La directrice est orthopédagogue de formation. Elle connaît les enfants « comme ça ». Et elle ne veut pas de Lou.

Elle sourit, elle fait semblant d’être gentille, le verdict est néanmoins catégorique et sans appel. Les besoins particuliers de mon fils sont trop lourds. 

Il présente une déficience intellectuelle, ce n’est pas la bonne étiquette pour être accepté dans un groupe de DGA ou de TSA. Point. Et surtout, surtout, l’argument massue : « Vous savez, Madame, on n’a pas les ressources pour ces enfants-là. »

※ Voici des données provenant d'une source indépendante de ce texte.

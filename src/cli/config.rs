use anyhow::{Context, Result};

use crate::config::Config;

pub fn handle_config_command() -> Result<()> {
    let config = Config::load()?;
    let rendered =
        toml::to_string_pretty(&config.redacted()).context("Failed to serialize config")?;
    print!("{}", rendered);
    Ok(())
}
/// Trait for turning raw model output into display-ready text
pub trait TranscriptNormalizer: Send + Sync {
    /// Normalize the raw transcript. Must be total: any input yields an output.
    fn normalize(&self, raw_output: &str) -> String;

    /// Get the name of this normalizer for logging
    fn name(&self) -> &'static str;
}
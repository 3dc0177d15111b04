/// Wrap a normalized transcript in the standalone document fed to the renderer.
///
/// The transcript is inserted verbatim; its `<h5>` fragments are meant to render.
pub fn render_pdf_document(transcript: &str) -> String {
    format!(
        r#"<!DOCTYPE html>
<html lang="en">
<head>
<meta charset="utf-8">
<title>Podcast Transcript</title>
<style>
body {{ font-family: Georgia, serif; font-size: 12pt; line-height: 1.5; margin: 2em; }}
h1 {{ font-size: 20pt; border-bottom: 1px solid #999; padding-bottom: 0.3em; }}
h5 {{ font-size: 12pt; margin: 1em 0 0.2em 0; }}
.transcript {{ white-space: pre-wrap; }}
</style>
</head>
<body>
<h1>Podcast Transcript</h1>
<div class="transcript">{transcript}</div>
</body>
</html>
"#
    )
}

#[cfg(test)]
mod tests {
    use super::*;

    #[test]
    fn test_transcript_is_embedded_verbatim() {
        let doc = render_pdf_document("<h5>Intro</h5>\nAlex & Lee");
        assert!(doc.starts_with("<!DOCTYPE html>"));
        assert!(doc.contains(r#"<div class="transcript"><h5>Intro</h5>
Alex & Lee</div>"#));
        assert!(doc.contains(r#"<meta charset="utf-8">"#));
    }
}
//! Browser-facing pages: landing page, podcast form and result view.

use crate::api::error::PageResult;
use crate::api::{templates, AppState};
use crate::service::{PodcastForm, ServiceError};
use axum::{
    extract::{Form, State},
    response::Html,
    routing::get,
    Router,
};
use tracing::debug;

/// Create the pages router.
pub fn router(state: AppState) -> Router {
    Router::new()
        .route("/", get(index))
        .route("/services", get(services_form).post(submit_services))
        .route("/result", get(empty_result))
        .with_state(state)
}

/// GET / - Landing page.
async fn index() -> Html<String> {
    debug!("Rendering index page");
    Html(templates::index_page())
}

/// GET /services - Empty podcast form.
async fn services_form() -> Html<String> {
    debug!("GET request received on /services");
    Html(templates::services_page(&PodcastForm::default(), None))
}

/// POST /services - Generate a podcast from the submitted form.
///
/// A missing topic re-renders the form with an inline message. Generation
/// failures become a 502 error page.
async fn submit_services(
    State(service): State<AppState>,
    Form(form): Form<PodcastForm>,
) -> PageResult<Html<String>> {
    debug!("POST request received on /services: {:?}", form);

    match service.generate(&form).await {
        Ok(transcript) => {
            debug!("Rendering result page with podcast script");
            Ok(Html(templates::result_page(Some(&transcript.normalized))))
        }
        Err(ServiceError::Validation(e)) => {
            Ok(Html(templates::services_page(&form, Some(&e.to_string()))))
        }
        Err(e) => Err(e.into()),
    }
}

/// GET /result - Result page with nothing generated yet.
async fn empty_result() -> Html<String> {
    debug!("GET request received on /result");
    Html(templates::result_page(None))
}
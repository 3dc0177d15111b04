//! HTML pages served to the browser.
//!
//! Values echoed back from the form are escaped. Transcripts are inserted as
//! HTML because the normalizer emits `<h5>` fragments meant to render.

use axum::http::StatusCode;

use crate::prompt::{DEFAULT_GUEST, DEFAULT_LANGUAGE, DEFAULT_PODCASTER};
use crate::service::PodcastForm;

const STYLE: &str = r#"
body { font-family: system-ui, sans-serif; max-width: 48rem; margin: 2rem auto; padding: 0 1rem; color: #222; }
nav a { margin-right: 1rem; }
form label { display: block; margin-top: 0.8rem; font-weight: 600; }
form input { width: 100%; padding: 0.4rem; box-sizing: border-box; }
button { margin-top: 1rem; padding: 0.5rem 1.2rem; }
.error { color: #b00020; font-weight: 600; }
.transcript { white-space: pre-wrap; line-height: 1.5; }
.transcript h5 { font-size: 1rem; margin: 1rem 0 0.2rem 0; }
"#;

/// Escape text for HTML element content and double-quoted attributes.
pub fn escape_html(input: &str) -> String {
    let mut escaped = String::with_capacity(input.len());
    for c in input.chars() {
        match c {
            '&' => escaped.push_str("&amp;"),
            '<' => escaped.push_str("&lt;"),
            '>' => escaped.push_str("&gt;"),
            '"' => escaped.push_str("&quot;"),
            '\'' => escaped.push_str("&#x27;"),
            _ => escaped.push(c),
        }
    }
    escaped
}

fn layout(title: &str, body: &str) -> String {
    format!(
        r#"<!DOCTYPE html>
<html lang="en">
<head>
<meta charset="utf-8">
<meta name="viewport" content="width=device-width, initial-scale=1">
<title>{title}</title>
<style>{STYLE}</style>
</head>
<body>
<nav><a href="/">Home</a><a href="/services">Create a podcast</a></nav>
{body}
</body>
</html>
"#,
        title = escape_html(title),
    )
}

pub fn index_page() -> String {
    layout(
        "Podcast Generator",
        r#"<h1>Podcast Generator</h1>
<p>Pick a topic, name your host and guest, choose a language, and get a full podcast transcript you can read or download as a PDF.</p>
<p><a href="/services">Start a new podcast</a></p>"#,
    )
}

pub fn services_page(form: &PodcastForm, error: Option<&str>) -> String {
    let error_html = error
        .map(|message| format!(r#"<p class="error">{}</p>"#, escape_html(message)))
        .unwrap_or_default();

    let value = |field: &Option<String>| escape_html(field.as_deref().unwrap_or(""));

    let body = format!(
        r#"<h1>Create a podcast</h1>
{error_html}
<form method="post" action="/services">
<label for="topic">Topic</label>
<input id="topic" name="topic" value="{topic}" required>
<label for="podcaster_name">Podcaster name</label>
<input id="podcaster_name" name="podcaster_name" value="{podcaster}" placeholder="{default_podcaster}">
<label for="guest_name">Guest name</label>
<input id="guest_name" name="guest_name" value="{guest}" placeholder="{default_guest}">
<label for="language">Language</label>
<input id="language" name="language" value="{language}" placeholder="{default_language}">
<button type="submit">Generate</button>
</form>"#,
        topic = value(&form.topic),
        podcaster = value(&form.podcaster_name),
        guest = value(&form.guest_name),
        language = value(&form.language),
        default_podcaster = DEFAULT_PODCASTER,
        default_guest = DEFAULT_GUEST,
        default_language = DEFAULT_LANGUAGE,
    );

    layout("Create a podcast", &body)
}

pub fn result_page(transcript: Option<&str>) -> String {
    let body = match transcript {
        Some(transcript) => format!(
            r#"<h1>Your podcast</h1>
<div class="transcript">{transcript}</div>
<form method="get" action="/download_pdf">
<input type="hidden" name="podcast_script" value="{script}">
<button type="submit">Download PDF</button>
</form>"#,
            script = escape_html(transcript),
        ),
        None => r#"<h1>Your podcast</h1>
<p>No podcast has been generated yet. <a href="/services">Create one</a>.</p>"#
            .to_string(),
    };

    layout("Your podcast", &body)
}

pub fn error_page(status: StatusCode, message: &str) -> String {
    let body = format!(
        r#"<h1>Something went wrong</h1>
<p class="error">{message}</p>
<p>Status: {status}</p>
<p><a href="/services">Back to the form</a></p>"#,
        message = escape_html(message),
    );
    layout("Error", &body)
}
//! Prompt construction for podcast transcript generation.
//!
//! A [`GenerationRequest`] is validated once at construction time, so every
//! request that reaches [`PromptBuilder::build`] has a topic and fully
//! populated names and language.

use thiserror::Error;

pub const DEFAULT_PODCASTER: &str = "Podcaster";
pub const DEFAULT_GUEST: &str = "Guest";
pub const DEFAULT_LANGUAGE: &str = "English";

/// Message shown to the user when the form is submitted without a topic.
pub const MISSING_TOPIC_MESSAGE: &str = "Please provide a podcast topic.";

#[derive(Debug, Clone, PartialEq, Eq, Error)]
pub enum ValidationError {
    #[error("{}", MISSING_TOPIC_MESSAGE)]
    MissingTopic,
}

/// A single podcast generation request.
#[derive(Debug, Clone, PartialEq, Eq)]
pub struct GenerationRequest {
    topic: String,
    podcaster_name: String,
    guest_name: String,
    language: String,
}

impl GenerationRequest {
    /// Validate the topic and fill in defaults for absent or blank fields.
    pub fn new(
        topic: Option<&str>,
        podcaster_name: Option<&str>,
        guest_name: Option<&str>,
        language: Option<&str>,
    ) -> Result<Self, ValidationError> {
        let topic = non_blank(topic).ok_or(ValidationError::MissingTopic)?;

        Ok(Self {
            topic,
            podcaster_name: non_blank(podcaster_name)
                .unwrap_or_else(|| DEFAULT_PODCASTER.to_string()),
            guest_name: non_blank(guest_name).unwrap_or_else(|| DEFAULT_GUEST.to_string()),
            language: non_blank(language).unwrap_or_else(|| DEFAULT_LANGUAGE.to_string()),
        })
    }

    pub fn topic(&self) -> &str {
        &self.topic
    }

    pub fn podcaster_name(&self) -> &str {
        &self.podcaster_name
    }

    pub fn guest_name(&self) -> &str {
        &self.guest_name
    }

    pub fn language(&self) -> &str {
        &self.language
    }
}

fn non_blank(value: Option<&str>) -> Option<String> {
    value
        .map(str::trim)
        .filter(|v| !v.is_empty())
        .map(str::to_string)
}

/// System instruction and seed message for the chat completion call.
#[derive(Debug, Clone, PartialEq, Eq)]
pub struct Prompt {
    pub system: String,
    pub user: String,
}

#[derive(Debug, Clone, Copy, Default)]
pub struct PromptBuilder;

impl PromptBuilder {
    pub fn new() -> Self {
        Self
    }

    pub fn build(&self, request: &GenerationRequest) -> Prompt {
        Prompt {
            system: self.system_instruction(request),
            user: self.user_message(request),
        }
    }

    fn system_instruction(&self, request: &GenerationRequest) -> String {
        format!(
            "Generate a complete podcast conversation between Podcaster {podcaster} and Guest {guest} \
             on the topic '{topic}' in the language '{language}'.\n\
             The conversation should be fully written in {language} and contain at least 20-30 \
             back-and-forth exchanges.",
            podcaster = request.podcaster_name(),
            guest = request.guest_name(),
            topic = request.topic(),
            language = request.language(),
        )
    }

    fn user_message(&self, request: &GenerationRequest) -> String {
        format!(
            "Let's start a podcast about {}. The podcaster's name is {} and the guest's name is {}.",
            request.topic(),
            request.podcaster_name(),
            request.guest_name(),
        )
    }
}

#[cfg(test)]
mod tests {
    use super::*;

    fn request(topic: &str) -> GenerationRequest {
        GenerationRequest::new(Some(topic), Some("Alex"), Some("Dr. Lee"), Some("French"))
            .unwrap()
    }

    #[test]
    fn test_missing_topic_is_rejected() {
        assert_eq!(
            GenerationRequest::new(None, None, None, None),
            Err(ValidationError::MissingTopic)
        );
        assert_eq!(
            GenerationRequest::new(Some(""), None, None, None),
            Err(ValidationError::MissingTopic)
        );
        assert_eq!(
            GenerationRequest::new(Some(" \t\n "), None, None, None),
            Err(ValidationError::MissingTopic)
        );
    }

    #[test]
    fn test_validation_message_is_user_facing() {
        assert_eq!(
            ValidationError::MissingTopic.to_string(),
            "Please provide a podcast topic."
        );
    }

    #[test]
    fn test_defaults_fill_absent_and_blank_fields() {
        let req = GenerationRequest::new(Some("Rust"), None, Some("  "), Some("")).unwrap();
        assert_eq!(req.podcaster_name(), "Podcaster");
        assert_eq!(req.guest_name(), "Guest");
        assert_eq!(req.language(), "English");
    }

    #[test]
    fn test_fields_are_trimmed() {
        let req = GenerationRequest::new(Some("  Rust  "), Some(" Alex "), None, None).unwrap();
        assert_eq!(req.topic(), "Rust");
        assert_eq!(req.podcaster_name(), "Alex");
    }

    #[test]
    fn test_system_instruction_embeds_all_fields() {
        let prompt = PromptBuilder::new().build(&request("Space Exploration"));
        for needle in ["Space Exploration", "Alex", "Dr. Lee", "French"] {
            assert!(prompt.system.contains(needle), "missing {needle}");
        }
        assert!(prompt.system.contains("20-30 back-and-forth exchanges"));
        assert!(prompt.system.contains("fully written in French"));
    }

    #[test]
    fn test_user_message_restates_topic_and_names() {
        let prompt = PromptBuilder::new().build(&request("Volcanoes"));
        assert_eq!(
            prompt.user,
            "Let's start a podcast about Volcanoes. The podcaster's name is Alex and the guest's name is Dr. Lee."
        );
    }

    #[test]
    fn test_default_names_reach_prompt() {
        let req = GenerationRequest::new(Some("Tea"), None, None, None).unwrap();
        let prompt = PromptBuilder::new().build(&req);
        assert!(prompt.system.contains("Podcaster Podcaster"));
        assert!(prompt.system.contains("Guest Guest"));
        assert!(prompt.system.contains("'English'"));
    }
}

On ne veut pas entendre le fait que ce petit garçon, malgré sa déficience intellectuelle, a appris l’alphabet en quelques jours à 5 ans comme si c’était facile. On néglige de tenir compte du fait qu’il apprend des mots-étiquettes comme il respire, à un rythme tel qu’on ne fournit plus à lui en montrer de nouveaux.

Discrimination

On décidera d’ignorer le fait que cet enfant est un être charmant et sociable, qu’il sait entrer en interaction de façon saine et affectueuse, fait preuve d’empathie et de solidarité, va spontanément consoler un enfant qui pleure, qu’il est facile à gérer dans un groupe, avide d’apprendre, persévérant. Qu’il sait s’adapter aux nouveaux environnements. Et aux nouvelles personnes. Rapidement. Sans rigidité. Sans se désorganiser.

On choisit de ne pas entendre que les autres enfants gagnent à le fréquenter. 

On se prive volontairement et sans hésiter de la richesse et de l’humanité que cet enfant et ses semblables amènent dans le monde – si on les laisse faire.

C’est illégal. C’est contre la Charte. C’est exclure un enfant sur la base de son handicap. Si je porte plainte à la Commission des droits de la personne pour discrimination illégale, je gagne. Mais ça prendra des années. Pour qu’ensuite je puisse sortir mon enfant de ce qui sera devenu son milieu de vie et d’apprentissage, pour le transplanter en l’imposant dans une école où on ne veut pas de lui. Donc non. Je n’ai pas insisté.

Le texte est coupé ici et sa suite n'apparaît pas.